*Exercise*: Find each line in the records below that contains the word "Deserialize", and copy it out.

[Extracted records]
▼▼▼
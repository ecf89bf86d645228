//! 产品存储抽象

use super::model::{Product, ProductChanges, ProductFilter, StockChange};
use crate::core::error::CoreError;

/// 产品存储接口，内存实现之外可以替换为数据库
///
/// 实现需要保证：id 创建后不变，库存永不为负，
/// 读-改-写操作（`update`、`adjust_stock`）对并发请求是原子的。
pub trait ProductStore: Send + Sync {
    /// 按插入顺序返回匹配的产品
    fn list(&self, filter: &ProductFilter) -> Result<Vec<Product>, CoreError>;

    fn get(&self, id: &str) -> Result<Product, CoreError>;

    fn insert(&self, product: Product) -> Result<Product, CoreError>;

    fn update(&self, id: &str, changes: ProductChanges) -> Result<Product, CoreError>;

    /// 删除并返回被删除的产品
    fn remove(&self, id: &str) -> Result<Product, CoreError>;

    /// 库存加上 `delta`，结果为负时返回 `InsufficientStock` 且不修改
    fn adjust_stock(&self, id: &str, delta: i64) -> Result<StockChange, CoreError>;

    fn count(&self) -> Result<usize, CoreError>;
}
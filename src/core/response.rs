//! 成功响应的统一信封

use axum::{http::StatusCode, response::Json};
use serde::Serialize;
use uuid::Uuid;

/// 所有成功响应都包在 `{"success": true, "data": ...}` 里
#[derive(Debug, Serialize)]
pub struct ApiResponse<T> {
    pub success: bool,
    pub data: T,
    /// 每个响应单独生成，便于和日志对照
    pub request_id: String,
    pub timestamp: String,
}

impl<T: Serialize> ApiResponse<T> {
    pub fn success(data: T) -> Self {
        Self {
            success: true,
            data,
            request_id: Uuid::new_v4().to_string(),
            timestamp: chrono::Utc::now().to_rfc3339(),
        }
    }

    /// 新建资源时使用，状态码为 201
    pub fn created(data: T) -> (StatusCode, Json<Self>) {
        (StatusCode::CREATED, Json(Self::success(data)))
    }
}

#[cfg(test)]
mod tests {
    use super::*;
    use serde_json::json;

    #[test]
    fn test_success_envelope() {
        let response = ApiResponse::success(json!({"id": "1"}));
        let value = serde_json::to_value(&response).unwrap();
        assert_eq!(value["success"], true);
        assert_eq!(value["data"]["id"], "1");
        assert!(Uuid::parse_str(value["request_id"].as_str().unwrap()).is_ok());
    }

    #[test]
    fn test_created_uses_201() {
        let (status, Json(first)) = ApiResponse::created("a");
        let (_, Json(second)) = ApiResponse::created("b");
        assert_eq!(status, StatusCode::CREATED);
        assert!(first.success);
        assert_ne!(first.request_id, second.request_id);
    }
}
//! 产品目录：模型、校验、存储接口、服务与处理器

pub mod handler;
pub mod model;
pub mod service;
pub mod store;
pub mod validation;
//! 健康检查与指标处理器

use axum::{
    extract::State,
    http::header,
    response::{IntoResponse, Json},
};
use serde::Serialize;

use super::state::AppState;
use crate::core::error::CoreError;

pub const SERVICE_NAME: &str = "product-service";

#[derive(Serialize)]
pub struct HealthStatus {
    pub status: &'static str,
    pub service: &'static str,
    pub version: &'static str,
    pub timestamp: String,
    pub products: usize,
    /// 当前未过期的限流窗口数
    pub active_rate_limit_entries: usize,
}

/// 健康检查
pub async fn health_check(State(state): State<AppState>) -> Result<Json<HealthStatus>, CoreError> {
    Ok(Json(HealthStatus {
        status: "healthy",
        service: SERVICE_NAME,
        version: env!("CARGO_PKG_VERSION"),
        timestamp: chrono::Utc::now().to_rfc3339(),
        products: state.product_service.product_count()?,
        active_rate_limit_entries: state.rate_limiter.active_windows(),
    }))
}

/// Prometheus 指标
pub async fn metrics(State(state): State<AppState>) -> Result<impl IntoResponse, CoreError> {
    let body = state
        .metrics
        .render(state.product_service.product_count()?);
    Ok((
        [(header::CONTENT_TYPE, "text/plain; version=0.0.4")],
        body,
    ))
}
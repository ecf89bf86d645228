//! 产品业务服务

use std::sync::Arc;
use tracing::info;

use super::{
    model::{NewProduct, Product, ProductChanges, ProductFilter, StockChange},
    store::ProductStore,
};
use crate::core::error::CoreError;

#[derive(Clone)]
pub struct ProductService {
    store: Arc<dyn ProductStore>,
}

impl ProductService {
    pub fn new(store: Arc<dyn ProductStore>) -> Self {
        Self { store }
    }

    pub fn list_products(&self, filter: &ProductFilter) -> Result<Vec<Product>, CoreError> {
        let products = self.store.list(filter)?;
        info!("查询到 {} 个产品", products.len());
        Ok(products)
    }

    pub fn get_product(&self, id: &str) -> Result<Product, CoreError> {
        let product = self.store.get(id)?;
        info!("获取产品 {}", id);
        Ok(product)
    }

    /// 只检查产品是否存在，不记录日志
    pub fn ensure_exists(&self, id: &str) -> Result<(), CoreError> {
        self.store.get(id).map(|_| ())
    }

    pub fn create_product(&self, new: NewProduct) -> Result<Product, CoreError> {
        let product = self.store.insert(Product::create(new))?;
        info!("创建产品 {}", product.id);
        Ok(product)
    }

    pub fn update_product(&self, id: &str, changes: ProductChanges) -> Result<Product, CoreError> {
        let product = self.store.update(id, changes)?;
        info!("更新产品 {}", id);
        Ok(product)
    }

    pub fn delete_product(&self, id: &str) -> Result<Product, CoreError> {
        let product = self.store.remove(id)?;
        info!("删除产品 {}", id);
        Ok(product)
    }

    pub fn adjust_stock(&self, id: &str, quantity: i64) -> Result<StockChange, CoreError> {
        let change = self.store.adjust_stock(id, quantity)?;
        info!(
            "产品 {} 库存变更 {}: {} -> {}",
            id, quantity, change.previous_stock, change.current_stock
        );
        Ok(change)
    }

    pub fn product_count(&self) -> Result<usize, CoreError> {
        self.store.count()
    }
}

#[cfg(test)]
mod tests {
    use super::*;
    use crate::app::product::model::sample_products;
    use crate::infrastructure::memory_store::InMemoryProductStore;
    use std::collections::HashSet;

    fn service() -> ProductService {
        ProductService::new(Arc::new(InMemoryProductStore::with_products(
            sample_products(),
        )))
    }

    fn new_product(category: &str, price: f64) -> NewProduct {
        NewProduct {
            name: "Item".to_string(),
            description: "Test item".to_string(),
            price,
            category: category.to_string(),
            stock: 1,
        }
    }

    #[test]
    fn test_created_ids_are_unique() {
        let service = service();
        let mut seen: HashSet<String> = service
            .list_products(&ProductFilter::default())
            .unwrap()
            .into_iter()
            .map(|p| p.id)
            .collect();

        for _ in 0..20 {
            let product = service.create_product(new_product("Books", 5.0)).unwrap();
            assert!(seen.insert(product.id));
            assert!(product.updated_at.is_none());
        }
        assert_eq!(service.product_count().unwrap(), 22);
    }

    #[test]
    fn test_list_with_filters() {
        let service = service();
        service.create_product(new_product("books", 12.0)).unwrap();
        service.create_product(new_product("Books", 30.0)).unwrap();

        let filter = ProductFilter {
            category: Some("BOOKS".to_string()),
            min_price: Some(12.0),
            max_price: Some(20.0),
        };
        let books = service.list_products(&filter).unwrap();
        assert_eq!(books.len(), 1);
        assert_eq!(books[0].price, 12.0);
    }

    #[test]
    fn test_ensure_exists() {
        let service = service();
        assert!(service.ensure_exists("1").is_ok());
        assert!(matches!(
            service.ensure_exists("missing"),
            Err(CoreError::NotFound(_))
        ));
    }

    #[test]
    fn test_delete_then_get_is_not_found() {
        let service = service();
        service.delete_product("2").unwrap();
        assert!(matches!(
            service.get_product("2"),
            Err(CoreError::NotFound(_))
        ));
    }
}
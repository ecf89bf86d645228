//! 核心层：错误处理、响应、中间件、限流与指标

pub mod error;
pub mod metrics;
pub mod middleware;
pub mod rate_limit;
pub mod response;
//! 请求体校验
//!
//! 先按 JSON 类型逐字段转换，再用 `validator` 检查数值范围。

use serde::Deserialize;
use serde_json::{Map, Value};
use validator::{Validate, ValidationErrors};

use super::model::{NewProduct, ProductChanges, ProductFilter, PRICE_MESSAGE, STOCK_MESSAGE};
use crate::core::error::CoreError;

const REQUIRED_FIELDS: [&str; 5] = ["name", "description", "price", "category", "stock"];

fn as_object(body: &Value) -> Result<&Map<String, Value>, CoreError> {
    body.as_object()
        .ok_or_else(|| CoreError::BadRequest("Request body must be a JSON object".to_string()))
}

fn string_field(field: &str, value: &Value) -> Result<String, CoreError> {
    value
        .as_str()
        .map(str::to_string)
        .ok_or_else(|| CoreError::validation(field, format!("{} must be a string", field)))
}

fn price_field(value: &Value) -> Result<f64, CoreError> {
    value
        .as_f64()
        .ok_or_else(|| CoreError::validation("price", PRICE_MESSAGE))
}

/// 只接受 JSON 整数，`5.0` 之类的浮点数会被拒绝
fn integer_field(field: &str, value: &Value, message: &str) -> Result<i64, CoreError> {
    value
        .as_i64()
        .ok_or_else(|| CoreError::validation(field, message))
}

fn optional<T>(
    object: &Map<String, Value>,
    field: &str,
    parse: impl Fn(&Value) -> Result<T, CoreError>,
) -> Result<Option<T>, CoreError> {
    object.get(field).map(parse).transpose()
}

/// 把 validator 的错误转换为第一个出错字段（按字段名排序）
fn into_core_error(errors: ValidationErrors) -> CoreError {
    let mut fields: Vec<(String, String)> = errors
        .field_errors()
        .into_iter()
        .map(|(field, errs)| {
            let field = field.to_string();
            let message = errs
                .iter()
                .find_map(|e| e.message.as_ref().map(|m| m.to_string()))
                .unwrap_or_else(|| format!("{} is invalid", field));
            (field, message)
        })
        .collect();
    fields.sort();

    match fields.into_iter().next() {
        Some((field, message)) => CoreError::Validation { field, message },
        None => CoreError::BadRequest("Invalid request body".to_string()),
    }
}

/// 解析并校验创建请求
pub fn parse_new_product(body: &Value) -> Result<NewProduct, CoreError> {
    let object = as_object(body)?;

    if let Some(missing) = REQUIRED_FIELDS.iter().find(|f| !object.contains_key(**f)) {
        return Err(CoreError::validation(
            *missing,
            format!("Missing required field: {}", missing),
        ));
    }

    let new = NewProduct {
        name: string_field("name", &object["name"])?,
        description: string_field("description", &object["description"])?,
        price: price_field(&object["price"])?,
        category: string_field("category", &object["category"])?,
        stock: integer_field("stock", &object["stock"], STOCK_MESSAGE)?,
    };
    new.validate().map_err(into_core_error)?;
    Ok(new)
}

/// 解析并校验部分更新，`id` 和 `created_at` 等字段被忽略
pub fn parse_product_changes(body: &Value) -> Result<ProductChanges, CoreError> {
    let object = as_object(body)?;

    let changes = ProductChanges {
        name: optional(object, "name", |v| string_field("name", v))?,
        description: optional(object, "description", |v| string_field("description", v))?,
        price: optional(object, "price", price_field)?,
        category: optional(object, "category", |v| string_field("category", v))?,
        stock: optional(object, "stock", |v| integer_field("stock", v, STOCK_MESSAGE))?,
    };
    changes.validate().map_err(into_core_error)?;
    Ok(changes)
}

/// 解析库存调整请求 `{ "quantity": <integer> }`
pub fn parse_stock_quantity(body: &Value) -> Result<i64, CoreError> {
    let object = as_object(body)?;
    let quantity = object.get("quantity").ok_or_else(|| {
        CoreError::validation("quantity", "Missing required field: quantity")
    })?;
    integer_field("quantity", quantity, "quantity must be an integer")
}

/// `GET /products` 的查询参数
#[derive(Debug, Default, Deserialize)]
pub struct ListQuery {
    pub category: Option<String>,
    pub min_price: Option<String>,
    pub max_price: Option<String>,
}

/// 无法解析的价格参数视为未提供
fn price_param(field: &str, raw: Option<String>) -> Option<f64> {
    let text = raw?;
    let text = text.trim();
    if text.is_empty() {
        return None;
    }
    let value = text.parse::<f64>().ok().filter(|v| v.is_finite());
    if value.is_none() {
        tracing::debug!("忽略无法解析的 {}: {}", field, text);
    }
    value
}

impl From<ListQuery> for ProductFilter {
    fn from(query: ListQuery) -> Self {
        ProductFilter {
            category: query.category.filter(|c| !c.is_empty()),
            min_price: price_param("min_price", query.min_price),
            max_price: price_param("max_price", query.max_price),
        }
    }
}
▲▲▲
▼▼▼
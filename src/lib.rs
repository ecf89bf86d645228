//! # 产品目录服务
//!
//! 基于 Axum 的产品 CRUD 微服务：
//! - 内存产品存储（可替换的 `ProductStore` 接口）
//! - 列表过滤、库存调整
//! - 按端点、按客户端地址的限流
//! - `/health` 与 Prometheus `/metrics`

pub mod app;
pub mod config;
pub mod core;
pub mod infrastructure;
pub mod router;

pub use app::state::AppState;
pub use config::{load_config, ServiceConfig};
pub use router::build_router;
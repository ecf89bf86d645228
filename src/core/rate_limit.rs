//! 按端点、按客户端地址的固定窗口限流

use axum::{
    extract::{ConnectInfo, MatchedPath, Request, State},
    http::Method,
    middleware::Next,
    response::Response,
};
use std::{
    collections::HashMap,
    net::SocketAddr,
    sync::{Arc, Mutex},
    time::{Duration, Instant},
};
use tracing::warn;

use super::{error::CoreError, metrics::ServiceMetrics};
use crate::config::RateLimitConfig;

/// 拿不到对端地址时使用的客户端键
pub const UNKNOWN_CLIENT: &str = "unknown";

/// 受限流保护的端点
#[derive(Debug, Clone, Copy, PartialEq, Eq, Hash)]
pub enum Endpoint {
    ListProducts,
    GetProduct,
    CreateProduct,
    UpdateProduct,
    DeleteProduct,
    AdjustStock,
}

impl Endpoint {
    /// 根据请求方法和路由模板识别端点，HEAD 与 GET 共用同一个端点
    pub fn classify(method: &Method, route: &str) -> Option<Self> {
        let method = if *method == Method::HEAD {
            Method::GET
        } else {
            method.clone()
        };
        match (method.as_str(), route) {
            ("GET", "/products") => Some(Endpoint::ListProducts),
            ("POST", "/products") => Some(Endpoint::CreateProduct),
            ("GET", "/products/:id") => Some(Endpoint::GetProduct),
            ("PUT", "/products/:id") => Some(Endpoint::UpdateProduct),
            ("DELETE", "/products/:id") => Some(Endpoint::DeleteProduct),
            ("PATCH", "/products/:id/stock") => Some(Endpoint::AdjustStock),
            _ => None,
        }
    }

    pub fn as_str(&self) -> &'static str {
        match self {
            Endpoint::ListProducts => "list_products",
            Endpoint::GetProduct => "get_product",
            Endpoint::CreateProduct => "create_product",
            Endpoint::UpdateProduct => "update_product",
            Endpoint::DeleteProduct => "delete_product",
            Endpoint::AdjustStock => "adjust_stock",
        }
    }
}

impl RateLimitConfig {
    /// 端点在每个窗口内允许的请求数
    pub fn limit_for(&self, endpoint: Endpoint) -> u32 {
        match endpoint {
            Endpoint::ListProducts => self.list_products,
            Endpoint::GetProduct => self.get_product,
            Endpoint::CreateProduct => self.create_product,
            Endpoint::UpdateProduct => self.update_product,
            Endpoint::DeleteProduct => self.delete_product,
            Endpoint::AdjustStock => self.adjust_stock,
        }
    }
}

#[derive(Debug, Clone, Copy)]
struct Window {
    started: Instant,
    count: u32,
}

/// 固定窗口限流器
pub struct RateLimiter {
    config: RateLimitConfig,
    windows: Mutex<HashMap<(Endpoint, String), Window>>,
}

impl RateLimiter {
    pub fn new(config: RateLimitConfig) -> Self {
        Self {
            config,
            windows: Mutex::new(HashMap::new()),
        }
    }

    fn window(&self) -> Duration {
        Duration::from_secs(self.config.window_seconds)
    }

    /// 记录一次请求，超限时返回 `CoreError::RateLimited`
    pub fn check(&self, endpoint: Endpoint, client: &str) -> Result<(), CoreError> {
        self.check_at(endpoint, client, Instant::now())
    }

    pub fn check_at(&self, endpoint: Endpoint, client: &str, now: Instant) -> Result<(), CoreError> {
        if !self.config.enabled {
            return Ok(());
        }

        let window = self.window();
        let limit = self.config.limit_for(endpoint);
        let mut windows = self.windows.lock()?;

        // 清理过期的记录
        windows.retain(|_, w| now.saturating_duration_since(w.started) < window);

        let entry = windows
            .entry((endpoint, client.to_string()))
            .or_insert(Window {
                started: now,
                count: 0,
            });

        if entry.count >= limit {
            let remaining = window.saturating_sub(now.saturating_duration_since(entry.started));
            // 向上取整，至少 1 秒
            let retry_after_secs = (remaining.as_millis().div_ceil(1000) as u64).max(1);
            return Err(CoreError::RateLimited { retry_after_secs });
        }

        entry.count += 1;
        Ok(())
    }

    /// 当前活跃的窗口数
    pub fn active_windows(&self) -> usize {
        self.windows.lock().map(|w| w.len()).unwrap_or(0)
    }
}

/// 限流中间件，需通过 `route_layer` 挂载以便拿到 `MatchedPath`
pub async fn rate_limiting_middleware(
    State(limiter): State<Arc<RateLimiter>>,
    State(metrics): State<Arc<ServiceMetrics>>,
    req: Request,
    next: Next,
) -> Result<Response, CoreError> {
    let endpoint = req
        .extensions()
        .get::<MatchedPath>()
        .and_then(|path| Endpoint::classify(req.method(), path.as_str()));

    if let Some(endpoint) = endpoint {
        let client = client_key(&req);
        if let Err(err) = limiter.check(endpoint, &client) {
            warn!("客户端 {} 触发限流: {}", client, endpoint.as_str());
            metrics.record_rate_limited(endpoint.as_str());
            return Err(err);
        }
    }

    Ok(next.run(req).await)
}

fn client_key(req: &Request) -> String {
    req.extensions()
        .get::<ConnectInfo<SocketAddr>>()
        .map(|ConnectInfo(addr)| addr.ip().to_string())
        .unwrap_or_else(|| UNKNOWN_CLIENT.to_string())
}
▲▲▲
▼▼▼
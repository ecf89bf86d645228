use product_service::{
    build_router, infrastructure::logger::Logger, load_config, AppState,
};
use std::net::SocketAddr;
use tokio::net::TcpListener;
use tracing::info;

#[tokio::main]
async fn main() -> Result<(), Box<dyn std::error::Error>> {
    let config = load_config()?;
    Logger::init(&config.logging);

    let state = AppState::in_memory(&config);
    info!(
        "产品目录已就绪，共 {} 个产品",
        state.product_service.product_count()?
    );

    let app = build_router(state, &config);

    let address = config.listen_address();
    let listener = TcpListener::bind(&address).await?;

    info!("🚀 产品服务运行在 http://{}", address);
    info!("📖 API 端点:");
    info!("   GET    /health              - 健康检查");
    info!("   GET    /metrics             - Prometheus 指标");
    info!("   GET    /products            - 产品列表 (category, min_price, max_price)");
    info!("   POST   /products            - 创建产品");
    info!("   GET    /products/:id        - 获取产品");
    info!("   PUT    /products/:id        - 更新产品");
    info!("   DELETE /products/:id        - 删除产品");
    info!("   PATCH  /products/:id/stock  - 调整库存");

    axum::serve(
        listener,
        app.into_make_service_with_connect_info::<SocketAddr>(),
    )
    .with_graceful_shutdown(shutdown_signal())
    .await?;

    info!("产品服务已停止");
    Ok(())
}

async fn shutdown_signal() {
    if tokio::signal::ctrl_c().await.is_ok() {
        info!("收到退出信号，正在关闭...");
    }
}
▲▲▲
*Exercise response*:
use serde::Deserialize;
#[derive(Debug, Default, Deserialize)]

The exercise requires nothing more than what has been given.